BURGESS, Sarah A., FLOREA, Lee and BRANAM, Tracy D., Indiana Geological and Water Survey, Indiana University, 1001 East 10th St, Bloomington, IN 47405

Two endmember processes, carbonic acid and sulfuric acid speleogenesis, are part of a dichotomy in karst science between epigenetic and hypogenetic caves. This binary is a useful model for the differences between caves and karst regions but does not acknowledge a spectrum of cave formation. Our longitudinal study of groundwater geochemistry in the classic karst landscape of the Mitchell Plateau, Indiana provides insight into this continuum in the Midcontinent.
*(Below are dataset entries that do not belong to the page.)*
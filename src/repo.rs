//! Local clone of the template repository
//!
//! The clone is made once with the system `git` and reused afterwards.
//! `--force` removes it and clones again, `--update` fast-forwards it.

use crate::ui::output::OutputWriter;
use std::fs;
use std::io;
use std::path::{Path, PathBuf};
use std::process::{Command, ExitStatus, Stdio};
use thiserror::Error;

/// Errors from cloning or updating the template repository
#[derive(Debug, Error)]
pub enum RepoError {
    /// `git` could not be started
    #[error("Failed to run git (is it installed?): {0}")]
    GitUnavailable(#[source] io::Error),

    /// `git clone` exited unsuccessfully
    #[error("Cloning {url} into {} failed ({status})", .dir.display())]
    CloneFailed {
        url: String,
        dir: PathBuf,
        status: ExitStatus,
    },

    /// `git pull` exited unsuccessfully
    #[error("Updating {} failed ({status})", .dir.display())]
    UpdateFailed { dir: PathBuf, status: ExitStatus },

    /// An existing clone could not be removed before re-cloning
    #[error("Failed to remove {}: {source}", .dir.display())]
    RemoveFailed {
        dir: PathBuf,
        #[source]
        source: io::Error,
    },
}

/// What [`ensure_repository`] did
#[derive(Debug, Clone, Copy, PartialEq, Eq)]
pub enum RepoStatus {
    /// An existing directory was used as-is
    Reused,
    /// The repository was freshly cloned
    Cloned,
}

/// Make sure `dir` holds a clone of `url`
///
/// An existing `dir` is trusted and reused unless `force` is set, in which
/// case it is deleted and cloned again.
///
/// # Errors
///
/// Returns `RepoError` if the old clone cannot be removed, `git` cannot be
/// started, or the clone fails.
pub fn ensure_repository(
    url: &str,
    dir: &Path,
    force: bool,
    output: &dyn OutputWriter,
) -> Result<RepoStatus, RepoError> {
    if dir.exists() {
        if !force {
            return Ok(RepoStatus::Reused);
        }

        output.info(&format!("{} exists. Removing it...", dir.display()));
        fs::remove_dir_all(dir).map_err(|source| RepoError::RemoveFailed {
            dir: dir.to_path_buf(),
            source,
        })?;
    }

    output.info(&format!("Cloning {url} into {}", dir.display()));

    let status = Command::new("git")
        .arg("clone")
        .arg("--quiet")
        .arg(url)
        .arg(dir)
        .stdin(Stdio::null())
        .status()
        .map_err(RepoError::GitUnavailable)?;

    if !status.success() {
        return Err(RepoError::CloneFailed {
            url: url.to_string(),
            dir: dir.to_path_buf(),
            status,
        });
    }

    output.success(&format!("Repository {url} cloned into {}", dir.display()));
    Ok(RepoStatus::Cloned)
}

/// Fast-forward an existing clone to the latest upstream commit
///
/// # Errors
///
/// Returns `RepoError` if `git` cannot be started or the pull fails.
pub fn update_repository(dir: &Path, output: &dyn OutputWriter) -> Result<(), RepoError> {
    output.info(&format!("Updating {}", dir.display()));

    let status = Command::new("git")
        .arg("-C")
        .arg(dir)
        .args(["pull", "--ff-only", "--quiet"])
        .stdin(Stdio::null())
        .status()
        .map_err(RepoError::GitUnavailable)?;

    if !status.success() {
        return Err(RepoError::UpdateFailed {
            dir: dir.to_path_buf(),
            status,
        });
    }

    Ok(())
}
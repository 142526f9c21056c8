//! Fuzzy subsequence matching
//!
//! A query matches a candidate when every character of the query appears in
//! the candidate, in order, ignoring case. Matches keep the candidate order;
//! there is no scoring.
//!
//! # Examples
//!
//! ```
//! use ignorepick::matcher::fuzzy_filter;
//!
//! let items = ["Node.gitignore", "Python.gitignore", "Go.gitignore"];
//! assert_eq!(fuzzy_filter("py", &items), vec!["Python.gitignore"]);
//! ```

use regex::{Regex, RegexBuilder};

/// Collapse whitespace runs into single spaces and trim both ends
#[must_use]
pub fn normalize_query(query: &str) -> String {
    query.split_whitespace().collect::<Vec<_>>().join(" ")
}

/// Compiled form of a normalized query
///
/// `None` inner pattern means the query was empty and everything matches.
#[derive(Debug, Clone)]
pub struct QueryPattern {
    regex: Option<Regex>,
    /// Set when the pattern could not be compiled (size limit)
    invalid: bool,
}

impl QueryPattern {
    /// Build a pattern from a raw query
    ///
    /// Each character is escaped so regex syntax in the query is taken
    /// literally, then the characters are joined with `.*`.
    #[must_use]
    pub fn new(query: &str) -> Self {
        let normalized = normalize_query(query);
        if normalized.is_empty() {
            return Self {
                regex: None,
                invalid: false,
            };
        }

        let source = normalized
            .chars()
            .map(|c| regex::escape(c.encode_utf8(&mut [0; 4])))
            .collect::<Vec<_>>()
            .join(".*");

        match RegexBuilder::new(&source).case_insensitive(true).build() {
            Ok(regex) => Self {
                regex: Some(regex),
                invalid: false,
            },
            Err(_) => Self {
                regex: None,
                invalid: true,
            },
        }
    }

    /// Whether this pattern accepts every candidate
    #[must_use]
    pub const fn is_empty(&self) -> bool {
        self.regex.is_none() && !self.invalid
    }

    /// Test a single candidate
    #[must_use]
    pub fn is_match(&self, candidate: &str) -> bool {
        match &self.regex {
            Some(regex) => regex.is_match(candidate),
            None => !self.invalid,
        }
    }
}

/// Indices of the items matching `query`, in their original order
#[must_use]
pub fn matching_indices<S: AsRef<str>>(query: &str, items: &[S]) -> Vec<usize> {
    let pattern = QueryPattern::new(query);
    if pattern.is_empty() {
        return (0..items.len()).collect();
    }

    items
        .iter()
        .enumerate()
        .filter(|(_, item)| pattern.is_match(item.as_ref()))
        .map(|(idx, _)| idx)
        .collect()
}

/// Items matching `query`, in their original order
#[must_use]
pub fn fuzzy_filter<'a, S: AsRef<str>>(query: &str, items: &'a [S]) -> Vec<&'a str> {
    matching_indices(query, items)
        .into_iter()
        .map(|idx| items[idx].as_ref())
        .collect()
}
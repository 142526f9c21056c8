//! ignorepick CLI application entry point
//!
//! # Usage
//!
//! ```bash
//! # Pick a template and write ./.gitignore (default command)
//! ignorepick
//!
//! # Write into another directory, refreshing the templates first
//! ignorepick pick --dest ../service --update
//!
//! # Append a template to an existing file
//! ignorepick pick --print >> .gitignore
//!
//! # List what is available
//! ignorepick list
//! ```
//!
//! # Configuration
//!
//! Optional settings are read from `~/.config/ignorepick/config.toml` and
//! `IGNOREPICK_*` environment variables; flags win over both.

use ignorepick::{
    PickError,
    cli::{Cli, Commands},
    commands,
    config::AppConfig,
    ui::{OutputWriter, RatatuiPicker, StderrWriter},
};
use std::io;
use std::process::ExitCode;

type Result<T> = std::result::Result<T, PickError>;

/// Load configuration and build the diagnostics writer it asks for
fn settings(cli: &Cli) -> Result<(AppConfig, StderrWriter)> {
    let config = AppConfig::load()?.with_overrides(cli.overrides());
    let output = StderrWriter::new(config.quiet);
    Ok((config, output))
}

/// Dispatch to the command handler
///
/// Only command results are written to stdout.
fn run(cli: &Cli) -> Result<()> {
    let mut stdout = io::stdout().lock();

    match cli.get_command() {
        Commands::Pick(args) => {
            let (config, output) = settings(cli)?;
            let picker = RatatuiPicker::new();
            commands::pick(&config, &args, &picker, &output, &mut stdout)?;
        }
        Commands::List { absolute } => {
            let (config, output) = settings(cli)?;
            commands::list(&config, absolute, &output, &mut stdout)?;
        }
        Commands::Completions { shell } => {
            commands::completions(shell, &mut stdout);
        }
    }

    Ok(())
}

fn main() -> ExitCode {
    let cli = Cli::parse_args();

    match run(&cli) {
        Ok(()) => ExitCode::SUCCESS,
        Err(e) => {
            StderrWriter::new(false).error(&e.to_string());
            ExitCode::FAILURE
        }
    }
}
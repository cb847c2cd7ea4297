#[derive(Debug, Clone, PartialEq)]
pub enum Progress {
    EstimationStart { grid_size: usize, trials: usize },
    TrialComplete { trial: usize, fraction: f64 },
    EstimationFinish,

    Message(String),
}

pub type ProgressCallback<'a> = Box<dyn Fn(Progress) + 'a>;

/// Forwards [`Progress`] events to an optional callback.
#[derive(Default)]
pub struct ProgressReporter<'a> {
    callback: Option<ProgressCallback<'a>>,
}

impl<'a> ProgressReporter<'a> {
    pub fn new() -> Self {
        Self::default()
    }

    pub fn with_callback(callback: ProgressCallback<'a>) -> Self {
        Self {
            callback: Some(callback),
        }
    }

    #[inline]
    pub fn report(&self, event: Progress) {
        if let Some(cb) = &self.callback {
            cb(event);
        }
    }
}
//! # percolate
//!
//! Monte-Carlo estimation of the site-percolation threshold, together with the
//! containers used to sample from token streams.
//!
//! ## Layout
//!
//! - **[`core`]: The Foundation.** The [`DisjointSet`](core::union_find::DisjointSet)
//!   capability and the [`PercolationGrid`](core::grid::PercolationGrid) built on it.
//!
//! - **[`collections`]: Containers.** A linked [`Deque`](collections::Deque) and a
//!   uniformly sampling [`RandomizedQueue`](collections::RandomizedQueue).
//!
//! - **[`engine`]: The Logic Core.** Configuration, trial simulation, statistics,
//!   progress reporting and errors.
//!
//! - **[`workflows`]: The Public API.** Threshold estimation and subset sampling
//!   driven by validated configurations.
//!
//! ```
//! use percolate::engine::estimator::PercolationStats;
//! use rand::{SeedableRng, rngs::StdRng};
//!
//! let stats = PercolationStats::with_rng(10, 5, &mut StdRng::seed_from_u64(1))?;
//! assert!(stats.mean() > 0.0 && stats.mean() <= 1.0);
//! # Ok::<(), percolate::engine::error::EngineError>(())
//! ```

pub mod collections;
pub mod core;
pub mod engine;
pub mod workflows;
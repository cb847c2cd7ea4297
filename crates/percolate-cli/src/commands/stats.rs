use crate::cli::StatsArgs;
use crate::config::build_stats_config;
use crate::error::Result;
use crate::utils::progress::CliProgressHandler;
use percolate::engine::estimator::PercolationStats;
use percolate::engine::progress::ProgressReporter;
use percolate::workflows;
use std::fs::File;
use std::io::{self, BufWriter, Write};
use tracing::info;

pub fn run(args: StatsArgs) -> Result<()> {
    info!("Resolving configuration...");
    let config = build_stats_config(&args)?;

    let progress_handler = if config.show_progress {
        CliProgressHandler::new()
    } else {
        CliProgressHandler::hidden()
    };
    let reporter = ProgressReporter::with_callback(progress_handler.get_callback());

    info!("Invoking the estimation workflow...");
    let stats = workflows::estimate::run(&config.core_config, &reporter)?;

    if let Some(path) = &config.trials_csv {
        info!("Writing {} trial outcome(s) to {:?}", stats.trial_count(), path);
        let writer = BufWriter::new(File::create(path)?);
        workflows::estimate::write_trials_csv(&stats, writer)?;
    }

    let stdout = io::stdout();
    write_summary(&stats, &mut stdout.lock())?;
    Ok(())
}

/// Writes the three-line summary: mean, standard deviation and the 95%
/// confidence interval.
pub fn write_summary<W: Write>(stats: &PercolationStats, out: &mut W) -> io::Result<()> {
    writeln!(out, "mean = {}", stats.mean())?;
    writeln!(out, "stddev = {}", stats.stddev())?;
    writeln!(
        out,
        "95% confidence interval = {}, {}",
        stats.confidence_lo(),
        stats.confidence_hi()
    )?;
    out.flush()
}

#[cfg(test)]
mod tests {
    use super::*;
    use crate::cli::{Cli, Commands};
    use clap::Parser;
    use rand::SeedableRng;
    use rand::rngs::StdRng;

    #[test]
    fn summary_has_exactly_three_labelled_lines() {
        let stats = PercolationStats::with_rng(10, 5, &mut StdRng::seed_from_u64(3)).unwrap();
        let mut out = Vec::new();
        write_summary(&stats, &mut out).unwrap();

        let text = String::from_utf8(out).unwrap();
        let lines: Vec<&str> = text.lines().collect();
        assert_eq!(lines.len(), 3);
        assert_eq!(lines[0], format!("mean = {}", stats.mean()));
        assert_eq!(lines[1], format!("stddev = {}", stats.stddev()));
        assert!(lines[2].starts_with("95% confidence interval = "));

        let bounds: Vec<f64> = lines[2]["95% confidence interval = ".len()..]
            .split(", ")
            .map(|v| v.parse().unwrap())
            .collect();
        assert_eq!(bounds, vec![stats.confidence_lo(), stats.confidence_hi()]);
    }

    #[test]
    fn single_site_grid_prints_degenerate_interval() {
        let stats = PercolationStats::with_rng(1, 3, &mut StdRng::seed_from_u64(0)).unwrap();
        let mut out = Vec::new();
        write_summary(&stats, &mut out).unwrap();
        assert_eq!(
            String::from_utf8(out).unwrap(),
            "mean = 1\nstddev = 0\n95% confidence interval = 1, 1\n"
        );
    }

    #[test]
    fn run_writes_trials_csv_when_requested() {
        let dir = tempfile::tempdir().unwrap();
        let csv_path = dir.path().join("trials.csv");
        let cli = Cli::parse_from([
            "percolate",
            "stats",
            "6",
            "4",
            "--seed",
            "12",
            "--no-progress",
            "--trials-out",
            csv_path.to_str().unwrap(),
        ]);
        let Commands::Stats(args) = cli.command else {
            panic!("Expected 'stats' subcommand");
        };

        run(args).unwrap();

        let content = std::fs::read_to_string(&csv_path).unwrap();
        let mut lines = content.lines();
        assert_eq!(lines.next(), Some("trial,opened_sites,fraction"));
        assert_eq!(lines.count(), 4);
    }
}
The Bluespring karst basin is drained by sinkholes connected to the Bluespring Caverns cave system. The adjacent Lost River karst basin is drained by a network of surface streams that sink into the Lost River cave system, a subject of intense study since the late 1800s. To assess the role of sulfur in the Mitchell Plateau, water was sampled at 4 sites from 2/14/2019 to 11/06/2020 and analyzed for carbon, sulfur, and other ionic content as well as isotopes of dissolved inorganic carbon, sulfate, oxygen, and hydrogen. Our analysis reveals sulfur concentrations elevated 0.2 mmol/L and 1.8 mmol/L above atmospheric background concentrations at or near the terminus of Bluespring and Lost River karst basins, respectively. Between the basins, stable isotope values indicate that sulfur is differently sourced: hydrogen sulfide (δ34S = -14.2‰) evolved from organosulfur compounds in petroleum seeps at Bluespring Caverns versus the gypsum and anhydrite (δ34S = +17.91‰) beds of the St. Louis Limestone at Orangeville Rise, a terminal spring of the Lost River karst basin. The sulfur sources have opposing implications for carbon-sulfur cycle linkages, potentially accelerating carbon flux in the Bluespring karst basin from sulfuric acid dissolution while decelerating it in the Lost River karst basin because of common ion effect related calcite precipitation. We argue that speleogenesis in the Mitchell Plateau is neither epigenetic nor hypogenetic, but instead polygenetic with competing processes varying across space and time.